───── Material provided

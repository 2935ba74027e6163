//! Plan node for the weighted-set term.
//!
//! Like the dot product, a complex leaf over weighted term children,
//! but delivering per-matching-child element weights instead of a
//! combined score. All children share one scratch row in the private
//! layout; the weights reported to ranking are the set weights, not the
//! children's own.

use marlin_types::{DocId, FieldSpec, MatchDataLayout, SharedMatchData};
use serde_json::{json, Value};
use smallvec::smallvec;

use crate::blueprint::{
    create_or_filter, Blueprint, FilterConstraint, HitEstimate, State,
};
use crate::empty_search::EmptySearch;
use crate::execute_info::ExecuteInfo;
use crate::leaf_blueprints::LeafCore;
use crate::search_iterator::SearchIteratorBox;
use crate::weighted_set_term_search;

#[derive(Debug)]
pub struct WeightedSetTermBlueprint {
    core: LeafCore,
    layout: MatchDataLayout,
    estimate: HitEstimate,
    children_field: FieldSpec,
    weights: Vec<i32>,
    terms: Vec<Box<dyn Blueprint>>,
}

impl WeightedSetTermBlueprint {
    #[must_use]
    pub fn new(field: FieldSpec) -> Self {
        let mut layout = MatchDataLayout::new();
        let children_field = FieldSpec::new(
            field.name(),
            field.field_id(),
            layout.alloc_term_field(field.field_id()),
            field.is_filter(),
        );
        let state = State::new(smallvec![field.base()]);
        Self {
            core: LeafCore::new(state),
            layout,
            estimate: HitEstimate::empty(),
            children_field,
            weights: Vec::new(),
            terms: Vec::new(),
        }
    }

    /// Field spec for child terms; all children share the same row.
    #[must_use]
    pub fn next_child_field(&self) -> FieldSpec {
        self.children_field.clone()
    }

    #[must_use]
    pub fn field_name(&self) -> &str {
        self.children_field.name()
    }

    #[must_use]
    pub fn terms(&self) -> &[Box<dyn Blueprint>] {
        &self.terms
    }

    /// Add a weighted term; the estimate is the saturated sum of the
    /// non-empty child estimates.
    pub fn add_term(&mut self, term: Box<dyn Blueprint>, weight: i32) -> &mut Self {
        let child_est = term.state().estimate();
        if !child_est.empty {
            if self.estimate.empty {
                self.estimate = child_est;
            } else {
                self.estimate.est_hits = self.estimate.est_hits.saturating_add(child_est.est_hits);
            }
            self.core.state.set_estimate(self.estimate);
        }
        self.weights.push(weight);
        self.terms.push(term);
        self
    }
}

impl Blueprint for WeightedSetTermBlueprint {
    fn state(&self) -> State {
        self.core.state.clone()
    }

    fn docid_limit(&self) -> DocId {
        self.core.docid_limit
    }

    fn set_docid_limit(&mut self, limit: DocId) {
        self.core.docid_limit = limit;
        for term in &mut self.terms {
            term.set_docid_limit(limit);
        }
    }

    fn source_id(&self) -> u32 {
        self.core.source_id
    }

    fn set_source_id(&mut self, source_id: u32) {
        self.core.source_id = source_id;
    }

    fn fetch_postings(&mut self, execute_info: &ExecuteInfo) {
        let child_info = execute_info.for_child(true, execute_info.hit_rate());
        for term in &mut self.terms {
            term.fetch_postings(&child_info);
        }
    }

    fn freeze(&mut self) {
        for term in &mut self.terms {
            term.freeze();
        }
    }

    fn create_search(&self, match_data: &SharedMatchData, _strict: bool) -> SearchIteratorBox {
        if self.terms.is_empty() {
            return Box::new(EmptySearch::new());
        }
        let handle = self.core.state.field(0).handle();
        let child_match_data = self.layout.create_shared_match_data();
        let children: Vec<SearchIteratorBox> = self
            .terms
            .iter()
            .map(|term| term.create_search(&child_match_data, true))
            .collect();
        weighted_set_term_search::create(
            children,
            (match_data.clone(), handle),
            self.children_field.is_filter(),
            self.weights.clone(),
            child_match_data,
        )
    }

    fn create_filter_search(
        &self,
        strict: bool,
        constraint: FilterConstraint,
    ) -> SearchIteratorBox {
        create_or_filter(&self.terms, strict, constraint)
    }

    fn class_name(&self) -> &'static str {
        "WeightedSetTermBlueprint"
    }

    fn extra_plan_members(&self, out: &mut serde_json::Map<String, Value>) {
        out.insert("field".into(), json!(self.children_field.name()));
        out.insert("weights".into(), json!(self.weights));
    }
}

──────────

◆ Directions for this task ◆
The records above are to be returned exactly as they appear.

◆ Reply ◆
repository 2935ba74027e6163
//! Plan node for the weighted-set term.
//!
//! Like the dot product, a complex leaf over weighted term children,
//! but delivering per-matching-child element weights instead of a
//! combined score. All children share one scratch row in the private
//! layout; the weights reported to ranking are the set weights, not the
//! children's own.

use marlin_types::{DocId, FieldSpec, MatchDataLayout, SharedMatchData};
use serde_json::{json, Value};
use smallvec::smallvec;

use crate::blueprint::{
    create_or_filter, Blueprint, FilterConstraint, HitEstimate, State,
};
use crate::empty_search::EmptySearch;
use crate::execute_info::ExecuteInfo;
use crate::leaf_blueprints::LeafCore;
use crate::search_iterator::SearchIteratorBox;
use crate::weighted_set_term_search;

#[derive(Debug)]
pub struct WeightedSetTermBlueprint {
    core: LeafCore,
    layout: MatchDataLayout,
    estimate: HitEstimate,
    children_field: FieldSpec,
    weights: Vec<i32>,
    terms: Vec<Box<dyn Blueprint>>,
}

impl WeightedSetTermBlueprint {
    #[must_use]
    pub fn new(field: FieldSpec) -> Self {
        let mut layout = MatchDataLayout::new();
        let children_field = FieldSpec::new(
            field.name(),
            field.field_id(),
            layout.alloc_term_field(field.field_id()),
            field.is_filter(),
        );
        let state = State::new(smallvec![field.base()]);
        Self {
            core: LeafCore::new(state),
            layout,
            estimate: HitEstimate::empty(),
            children_field,
            weights: Vec::new(),
            terms: Vec::new(),
        }
    }

    /// Field spec for child terms; all children share the same row.
    #[must_use]
    pub fn next_child_field(&self) -> FieldSpec {
        self.children_field.clone()
    }

    #[must_use]
    pub fn field_name(&self) -> &str {
        self.children_field.name()
    }

    #[must_use]
    pub fn terms(&self) -> &[Box<dyn Blueprint>] {
        &self.terms
    }

    /// Add a weighted term; the estimate is the saturated sum of the
    /// non-empty child estimates.
    pub fn add_term(&mut self, term: Box<dyn Blueprint>, weight: i32) -> &mut Self {
        let child_est = term.state().estimate();
        if !child_est.empty {
            if self.estimate.empty {
                self.estimate = child_est;
            } else {
                self.estimate.est_hits = self.estimate.est_hits.saturating_add(child_est.est_hits);
            }
            self.core.state.set_estimate(self.estimate);
        }
        self.weights.push(weight);
        self.terms.push(term);
        self
    }
}

impl Blueprint for WeightedSetTermBlueprint {
    fn state(&self) -> State {
        self.core.state.clone()
    }

    fn docid_limit(&self) -> DocId {
        self.core.docid_limit
    }

    fn set_docid_limit(&mut self, limit: DocId) {
        self.core.docid_limit = limit;
        for term in &mut self.terms {
            term.set_docid_limit(limit);
        }
    }

    fn source_id(&self) -> u32 {
        self.core.source_id
    }

    fn set_source_id(&mut self, source_id: u32) {
        self.core.source_id = source_id;
    }

    fn fetch_postings(&mut self, execute_info: &ExecuteInfo) {
        let child_info = execute_info.for_child(true, execute_info.hit_rate());
        for term in &mut self.terms {
            term.fetch_postings(&child_info);
        }
    }

    fn freeze(&mut self) {
        for term in &mut self.terms {
            term.freeze();
        }
    }

    fn create_search(&self, match_data: &SharedMatchData, _strict: bool) -> SearchIteratorBox {
        if self.terms.is_empty() {
            return Box::new(EmptySearch::new());
        }
        let handle = self.core.state.field(0).handle();
        let child_match_data = self.layout.create_shared_match_data();
        let children: Vec<SearchIteratorBox> = self
            .terms
            .iter()
            .map(|term| term.create_search(&child_match_data, true))
            .collect();
        weighted_set_term_search::create(
            children,
            (match_data.clone(), handle),
            self.children_field.is_filter(),
            self.weights.clone(),
            child_match_data,
        )
    }

    fn create_filter_search(
        &self,
        strict: bool,
        constraint: FilterConstraint,
    ) -> SearchIteratorBox {
        create_or_filter(&self.terms, strict, constraint)
    }

    fn class_name(&self) -> &'static str {
        "WeightedSetTermBlueprint"
    }

    fn extra_plan_members(&self, out: &mut serde_json::Map<String, Value>) {
        out.insert("field".into(), json!(self.children_field.name()));
        out.insert("weights".into(), json!(self.weights));
    }
}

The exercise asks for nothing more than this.